PROVIDED DATA: Begin

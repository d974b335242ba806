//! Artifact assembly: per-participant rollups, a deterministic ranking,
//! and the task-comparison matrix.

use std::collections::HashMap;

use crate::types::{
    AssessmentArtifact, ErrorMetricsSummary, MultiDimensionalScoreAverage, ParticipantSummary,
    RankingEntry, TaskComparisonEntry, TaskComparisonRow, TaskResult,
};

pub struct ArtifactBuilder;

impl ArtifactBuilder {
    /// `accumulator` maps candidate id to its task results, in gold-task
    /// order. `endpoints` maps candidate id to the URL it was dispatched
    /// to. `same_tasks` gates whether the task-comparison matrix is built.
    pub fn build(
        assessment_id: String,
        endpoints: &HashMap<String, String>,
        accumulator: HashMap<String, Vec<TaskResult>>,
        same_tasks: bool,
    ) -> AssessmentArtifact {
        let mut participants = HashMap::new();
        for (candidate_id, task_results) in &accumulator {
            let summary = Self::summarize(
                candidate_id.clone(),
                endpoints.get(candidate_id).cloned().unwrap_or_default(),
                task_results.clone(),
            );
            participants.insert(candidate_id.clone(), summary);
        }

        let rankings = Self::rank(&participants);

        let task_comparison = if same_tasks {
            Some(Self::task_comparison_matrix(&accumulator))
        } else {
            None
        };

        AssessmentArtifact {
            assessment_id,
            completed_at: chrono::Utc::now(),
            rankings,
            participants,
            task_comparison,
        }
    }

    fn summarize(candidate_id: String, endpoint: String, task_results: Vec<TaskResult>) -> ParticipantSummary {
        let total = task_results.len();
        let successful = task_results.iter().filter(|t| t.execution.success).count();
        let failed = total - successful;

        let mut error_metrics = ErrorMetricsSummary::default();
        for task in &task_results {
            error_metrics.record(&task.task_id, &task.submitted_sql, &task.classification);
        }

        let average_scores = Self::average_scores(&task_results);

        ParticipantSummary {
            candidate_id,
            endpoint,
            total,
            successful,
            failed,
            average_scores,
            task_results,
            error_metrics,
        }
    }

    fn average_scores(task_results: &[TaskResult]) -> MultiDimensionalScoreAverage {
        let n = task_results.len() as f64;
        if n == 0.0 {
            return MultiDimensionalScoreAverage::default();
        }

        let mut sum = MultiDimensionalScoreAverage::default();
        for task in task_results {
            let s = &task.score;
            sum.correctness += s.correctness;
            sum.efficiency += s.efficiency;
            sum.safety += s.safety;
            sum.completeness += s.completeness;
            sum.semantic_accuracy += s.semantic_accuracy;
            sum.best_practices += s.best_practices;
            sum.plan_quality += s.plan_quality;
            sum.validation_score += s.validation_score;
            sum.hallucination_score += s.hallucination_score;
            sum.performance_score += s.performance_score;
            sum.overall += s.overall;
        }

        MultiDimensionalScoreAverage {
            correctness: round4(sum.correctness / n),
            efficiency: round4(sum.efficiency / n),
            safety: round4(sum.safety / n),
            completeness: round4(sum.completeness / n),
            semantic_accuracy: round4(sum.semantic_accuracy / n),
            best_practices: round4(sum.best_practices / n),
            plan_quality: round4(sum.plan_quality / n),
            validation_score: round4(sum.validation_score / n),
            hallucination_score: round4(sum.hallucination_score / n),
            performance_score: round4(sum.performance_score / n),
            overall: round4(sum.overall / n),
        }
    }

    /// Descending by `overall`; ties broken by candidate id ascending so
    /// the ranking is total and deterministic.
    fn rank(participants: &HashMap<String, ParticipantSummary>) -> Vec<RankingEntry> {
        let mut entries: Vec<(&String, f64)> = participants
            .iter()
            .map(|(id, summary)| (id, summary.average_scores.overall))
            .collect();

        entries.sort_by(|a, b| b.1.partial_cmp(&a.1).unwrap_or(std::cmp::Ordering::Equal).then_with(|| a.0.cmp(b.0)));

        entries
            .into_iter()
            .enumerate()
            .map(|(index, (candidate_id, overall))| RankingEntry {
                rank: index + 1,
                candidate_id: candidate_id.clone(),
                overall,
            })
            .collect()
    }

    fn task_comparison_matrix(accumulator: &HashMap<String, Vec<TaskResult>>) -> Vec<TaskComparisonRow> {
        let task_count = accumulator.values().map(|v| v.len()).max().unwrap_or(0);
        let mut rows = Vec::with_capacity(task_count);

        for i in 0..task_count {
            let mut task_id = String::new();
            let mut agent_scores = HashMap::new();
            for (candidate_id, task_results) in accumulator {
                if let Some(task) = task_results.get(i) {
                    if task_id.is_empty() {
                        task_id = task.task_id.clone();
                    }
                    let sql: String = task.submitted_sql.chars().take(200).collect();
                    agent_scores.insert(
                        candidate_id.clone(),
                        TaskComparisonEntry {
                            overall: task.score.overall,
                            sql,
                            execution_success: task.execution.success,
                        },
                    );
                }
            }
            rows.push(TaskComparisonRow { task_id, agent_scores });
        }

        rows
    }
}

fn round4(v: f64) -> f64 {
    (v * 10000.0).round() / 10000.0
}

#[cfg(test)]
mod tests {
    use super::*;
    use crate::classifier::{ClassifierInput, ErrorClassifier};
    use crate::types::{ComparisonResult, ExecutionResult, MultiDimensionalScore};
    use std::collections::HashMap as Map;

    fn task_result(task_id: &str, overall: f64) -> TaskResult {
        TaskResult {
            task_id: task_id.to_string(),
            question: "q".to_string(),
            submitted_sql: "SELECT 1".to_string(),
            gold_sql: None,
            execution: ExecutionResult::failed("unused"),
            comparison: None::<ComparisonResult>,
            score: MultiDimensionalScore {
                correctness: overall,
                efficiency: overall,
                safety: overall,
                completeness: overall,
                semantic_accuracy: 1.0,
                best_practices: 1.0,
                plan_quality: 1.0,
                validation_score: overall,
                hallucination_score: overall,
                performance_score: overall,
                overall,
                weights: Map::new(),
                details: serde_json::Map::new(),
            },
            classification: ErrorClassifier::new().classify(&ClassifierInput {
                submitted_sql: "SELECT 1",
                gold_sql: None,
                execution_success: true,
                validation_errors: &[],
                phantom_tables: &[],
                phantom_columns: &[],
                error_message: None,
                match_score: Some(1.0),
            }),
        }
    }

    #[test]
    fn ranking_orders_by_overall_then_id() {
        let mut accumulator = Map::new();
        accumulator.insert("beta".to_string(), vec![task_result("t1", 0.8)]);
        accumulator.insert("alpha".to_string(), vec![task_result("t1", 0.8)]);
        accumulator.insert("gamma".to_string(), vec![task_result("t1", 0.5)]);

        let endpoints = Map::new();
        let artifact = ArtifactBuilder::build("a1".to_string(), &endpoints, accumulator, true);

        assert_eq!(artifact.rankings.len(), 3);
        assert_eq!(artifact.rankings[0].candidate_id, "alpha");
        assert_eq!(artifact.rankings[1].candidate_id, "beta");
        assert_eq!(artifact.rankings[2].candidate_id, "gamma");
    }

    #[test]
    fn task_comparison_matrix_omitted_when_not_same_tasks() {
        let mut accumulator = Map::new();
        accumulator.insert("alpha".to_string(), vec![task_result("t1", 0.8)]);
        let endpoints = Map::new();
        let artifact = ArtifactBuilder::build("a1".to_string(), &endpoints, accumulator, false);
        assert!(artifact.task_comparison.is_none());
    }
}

PROVIDED DATA: End
PROVIDED DATA: Begin

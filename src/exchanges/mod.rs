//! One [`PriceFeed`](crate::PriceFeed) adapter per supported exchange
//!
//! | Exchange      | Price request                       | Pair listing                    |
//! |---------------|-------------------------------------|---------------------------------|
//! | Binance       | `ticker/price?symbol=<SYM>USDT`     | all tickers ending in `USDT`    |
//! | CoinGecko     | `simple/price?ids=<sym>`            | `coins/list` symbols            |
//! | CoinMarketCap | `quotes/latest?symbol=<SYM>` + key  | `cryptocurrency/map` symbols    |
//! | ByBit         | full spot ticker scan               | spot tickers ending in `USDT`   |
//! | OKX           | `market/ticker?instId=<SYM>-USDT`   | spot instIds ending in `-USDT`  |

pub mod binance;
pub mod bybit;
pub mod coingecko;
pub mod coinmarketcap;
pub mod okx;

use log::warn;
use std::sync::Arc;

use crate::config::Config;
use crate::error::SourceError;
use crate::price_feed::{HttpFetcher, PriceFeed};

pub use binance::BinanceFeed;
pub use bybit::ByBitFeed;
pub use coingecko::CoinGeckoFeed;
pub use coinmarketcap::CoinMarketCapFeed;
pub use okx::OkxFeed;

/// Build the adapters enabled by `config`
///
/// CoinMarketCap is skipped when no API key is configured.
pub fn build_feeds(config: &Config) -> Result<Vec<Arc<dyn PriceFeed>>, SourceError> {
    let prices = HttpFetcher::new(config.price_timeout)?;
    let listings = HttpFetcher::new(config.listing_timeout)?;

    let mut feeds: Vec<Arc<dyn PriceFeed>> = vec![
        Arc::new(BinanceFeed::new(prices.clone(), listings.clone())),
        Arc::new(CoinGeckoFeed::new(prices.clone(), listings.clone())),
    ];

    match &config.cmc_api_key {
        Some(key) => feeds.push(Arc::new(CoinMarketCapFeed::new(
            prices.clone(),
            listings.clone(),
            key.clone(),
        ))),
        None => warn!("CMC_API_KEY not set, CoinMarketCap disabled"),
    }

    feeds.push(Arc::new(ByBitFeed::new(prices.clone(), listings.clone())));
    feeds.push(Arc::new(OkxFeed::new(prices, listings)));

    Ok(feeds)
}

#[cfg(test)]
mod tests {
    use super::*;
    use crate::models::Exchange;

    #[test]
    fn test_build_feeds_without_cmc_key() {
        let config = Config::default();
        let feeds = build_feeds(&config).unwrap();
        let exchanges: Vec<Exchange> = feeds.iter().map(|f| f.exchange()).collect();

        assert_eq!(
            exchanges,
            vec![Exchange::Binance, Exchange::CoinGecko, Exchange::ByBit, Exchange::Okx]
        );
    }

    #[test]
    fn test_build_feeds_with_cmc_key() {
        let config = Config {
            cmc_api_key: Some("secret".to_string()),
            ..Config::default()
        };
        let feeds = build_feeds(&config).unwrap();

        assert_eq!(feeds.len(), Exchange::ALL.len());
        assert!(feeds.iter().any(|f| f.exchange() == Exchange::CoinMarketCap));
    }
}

PROVIDED DATA: End
PROVIDED DATA: Begin

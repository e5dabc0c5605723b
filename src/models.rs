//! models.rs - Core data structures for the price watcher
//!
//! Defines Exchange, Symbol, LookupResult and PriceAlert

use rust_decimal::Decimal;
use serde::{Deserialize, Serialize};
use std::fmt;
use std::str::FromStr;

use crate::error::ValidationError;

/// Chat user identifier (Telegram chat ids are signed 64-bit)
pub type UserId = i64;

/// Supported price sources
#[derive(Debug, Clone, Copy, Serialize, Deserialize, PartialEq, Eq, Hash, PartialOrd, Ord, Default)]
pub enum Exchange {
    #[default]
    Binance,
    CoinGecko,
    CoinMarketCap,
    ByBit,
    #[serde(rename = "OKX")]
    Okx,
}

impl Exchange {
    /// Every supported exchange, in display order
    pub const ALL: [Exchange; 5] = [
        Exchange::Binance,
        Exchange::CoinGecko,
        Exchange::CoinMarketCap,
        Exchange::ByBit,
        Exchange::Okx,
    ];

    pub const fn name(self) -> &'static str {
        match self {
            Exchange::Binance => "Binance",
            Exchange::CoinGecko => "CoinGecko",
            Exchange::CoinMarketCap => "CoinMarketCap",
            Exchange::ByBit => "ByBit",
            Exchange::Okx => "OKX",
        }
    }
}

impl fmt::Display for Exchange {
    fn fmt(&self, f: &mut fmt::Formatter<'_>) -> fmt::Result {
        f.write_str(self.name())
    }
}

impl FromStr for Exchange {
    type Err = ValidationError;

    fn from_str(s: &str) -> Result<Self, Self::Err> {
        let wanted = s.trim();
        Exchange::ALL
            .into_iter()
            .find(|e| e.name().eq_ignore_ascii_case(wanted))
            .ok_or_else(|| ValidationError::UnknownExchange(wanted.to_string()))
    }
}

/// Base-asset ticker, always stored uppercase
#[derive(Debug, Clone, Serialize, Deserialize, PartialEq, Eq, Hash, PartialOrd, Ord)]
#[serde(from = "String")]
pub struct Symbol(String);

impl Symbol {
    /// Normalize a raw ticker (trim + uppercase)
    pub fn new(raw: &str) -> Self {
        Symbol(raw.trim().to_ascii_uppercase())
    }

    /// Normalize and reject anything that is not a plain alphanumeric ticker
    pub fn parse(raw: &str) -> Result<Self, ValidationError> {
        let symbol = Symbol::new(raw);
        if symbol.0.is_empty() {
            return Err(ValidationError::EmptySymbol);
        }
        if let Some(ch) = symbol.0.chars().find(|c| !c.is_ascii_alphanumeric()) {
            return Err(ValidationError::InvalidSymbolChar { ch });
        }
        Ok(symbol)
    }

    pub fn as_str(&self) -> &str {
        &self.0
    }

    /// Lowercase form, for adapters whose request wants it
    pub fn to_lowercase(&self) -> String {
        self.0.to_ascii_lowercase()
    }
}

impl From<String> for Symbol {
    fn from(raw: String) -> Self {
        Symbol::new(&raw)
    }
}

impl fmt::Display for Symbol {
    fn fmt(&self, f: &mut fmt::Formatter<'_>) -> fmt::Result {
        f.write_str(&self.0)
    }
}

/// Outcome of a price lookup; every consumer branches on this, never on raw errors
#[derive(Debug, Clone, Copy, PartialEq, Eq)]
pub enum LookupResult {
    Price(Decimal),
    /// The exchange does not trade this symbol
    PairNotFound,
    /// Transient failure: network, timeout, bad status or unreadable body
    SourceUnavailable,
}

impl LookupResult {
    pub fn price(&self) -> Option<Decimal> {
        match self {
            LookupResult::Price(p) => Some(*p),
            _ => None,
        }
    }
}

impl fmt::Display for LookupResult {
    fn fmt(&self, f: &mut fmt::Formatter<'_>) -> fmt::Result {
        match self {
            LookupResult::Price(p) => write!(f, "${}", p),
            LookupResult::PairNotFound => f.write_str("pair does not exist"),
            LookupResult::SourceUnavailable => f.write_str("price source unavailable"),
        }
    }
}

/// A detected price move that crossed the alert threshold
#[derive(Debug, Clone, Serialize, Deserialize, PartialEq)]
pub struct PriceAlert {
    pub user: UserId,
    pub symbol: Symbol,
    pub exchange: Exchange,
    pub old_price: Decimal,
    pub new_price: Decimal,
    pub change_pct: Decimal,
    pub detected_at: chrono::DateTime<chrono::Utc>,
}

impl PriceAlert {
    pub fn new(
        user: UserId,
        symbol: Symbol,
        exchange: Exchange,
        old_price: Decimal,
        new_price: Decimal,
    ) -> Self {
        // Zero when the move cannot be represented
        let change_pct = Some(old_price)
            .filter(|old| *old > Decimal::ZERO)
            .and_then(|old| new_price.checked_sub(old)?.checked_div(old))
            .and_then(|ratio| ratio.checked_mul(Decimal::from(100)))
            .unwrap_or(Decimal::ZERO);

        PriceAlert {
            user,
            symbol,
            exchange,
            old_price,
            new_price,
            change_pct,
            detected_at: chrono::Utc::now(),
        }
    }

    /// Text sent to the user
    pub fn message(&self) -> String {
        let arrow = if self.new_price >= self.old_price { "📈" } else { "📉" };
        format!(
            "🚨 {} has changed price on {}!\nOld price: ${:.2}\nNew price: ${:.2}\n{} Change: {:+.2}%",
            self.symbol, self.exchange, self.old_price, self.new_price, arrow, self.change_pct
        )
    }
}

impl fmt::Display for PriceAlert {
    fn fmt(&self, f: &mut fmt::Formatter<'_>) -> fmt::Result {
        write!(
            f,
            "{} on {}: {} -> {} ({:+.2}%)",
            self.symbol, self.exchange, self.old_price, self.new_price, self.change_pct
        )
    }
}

PROVIDED DATA: End

**AIM OF THE EXERCISE**
Please find every line in the records above that holds the word "safety" and copy it.

**RESPONSE TO THIS EXERCISE**
            sum.safety += s.safety;
            safety: round4(sum.safety / n),
                safety: overall,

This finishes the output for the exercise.